Scalar (unaligned) Packed unaligned
  __m128d xmm1,xmm2,xmm3,xmm4;
  __m128i mask_low=_mm_set_epi32(0,0,-1,-1);
#pragma omp parallel private(j)
{
if(size > 1000000) {
  for(j=0; j<niter; j++){
#pragma omp for private(xmm1,xmm2,xmm3,xmm4)
    for(i=0; i<size; i++) {
      xmm1 = _mm_load_sd(d+i);
      xmm2 = _mm_load_sd(c+i);
      xmm3 = _mm_load_sd(b+i);
      xmm4 = _mm_mul_sd(xmm1,xmm2);
      xmm4 = _mm_add_sd(xmm4,xmm3);
      _mm_maskmoveu_si128(reinterpret_cast<__m128i>(xmm4), mask_low, (char*)(a+i));
    }
  }
} else {
// same with standard store
}
  __m128d xmm1,xmm2,xmm3,xmm4;
  __m128i mask_all=_mm_set_epi32(-1,-1,-1,-1);
#pragma omp parallel private(j)
{
if(size > 1000000) {
  for(j=0; j<niter; j++){
#pragma omp for private(xmm1,xmm2,xmm3,xmm4,xmm5)
    for(i=0; i<size; i+=2) {
      xmm1 = _mm_load_pd(d+i);
      xmm2 = _mm_load_pd(c+i);
      xmm3 = _mm_load_pd(b+i);
      xmm4 = _mm_mul_pd(xmm1,xmm2);
      xmm4 = _mm_add_pd(xmm4,xmm3);
      _mm_maskmoveu_si128(reinterpret_cast<__m128i>(xmm4), mask_all, (char*)(a+i));
    }
  }
} else {
// same with standard store
}

The left one is an example for a purely scalar code which employs NT stores. The right one shows how a vectorized code can be endowed with NT stores if 16-byte alignment cannot be enforced. The compiler does neither by itself. Of course, NT stores only make sense if the arrays are large. I have set the lower limit to N=1000000, which is largish compared to the cache sizes but neatly shows the effect of NT vs. standard store:

The figure includes standard scalar versions without NT stores as well. Obviously, the maskmovdqu instruction does the job. There is hardly any performance loss in the serial case, and none at all with four threads. I have omitted any comment on in-cache behavior of the different variants; this is a separate story (and one which becomes more interesting once Nehalem is out!).
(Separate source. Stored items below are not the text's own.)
pub mod arguments;
pub mod config;
pub mod errors; // Structured error handling
pub mod exchange; // Exchange position source (trait + adapters)
pub mod ledger; // SQLite trade ledger
pub mod logger;
pub mod paths;
pub mod recovery; // Crash detection and reconciliation
pub mod registry; // In-memory open position registry
pub mod run;
pub mod shutdown;
pub mod snapshot; // Crash-safe state snapshot
pub mod types;
pub mod worker;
If you want to know more about using SSE intrinsics in C/C++ code, the Intel C++ Compiler for Linux Intrinsics Reference is for you.

Array summation benchmark

A question came up on the OpenMP mailing list today concerning scalability of simple array summation on an Opteron processor. I have done some tests with the following code, using the Intel C++ compiler version 9.1:

#pragma omp parallel for private(j) reduction(+: sum)
#pragma vector always
  for (j = 0; j < N; j++){
    sum += array2[j];
  }

There is a loop around that to ensure that for small sizes we actually see the cache effect. Here is the result:

The number of threads (1T, 2T,…) is indicated. In case of the Opteron system, this was a 2-socket dual-core 2GHz box and the 2-thread data was correspondingly measured on one (1S) or two (2S) sockets, respectively. Proper NUMA placement was implemented. The “Conroe” system is my standard Core2 workstation.

Data on purely serial runs (no -openmp) is shown for reference. In contrast to low-level benchmarks like the stream or vector triads which have more read streams and at least one write stream, there seems to be a lot of “headroom” for the second thread even for large N on an Opteron socket.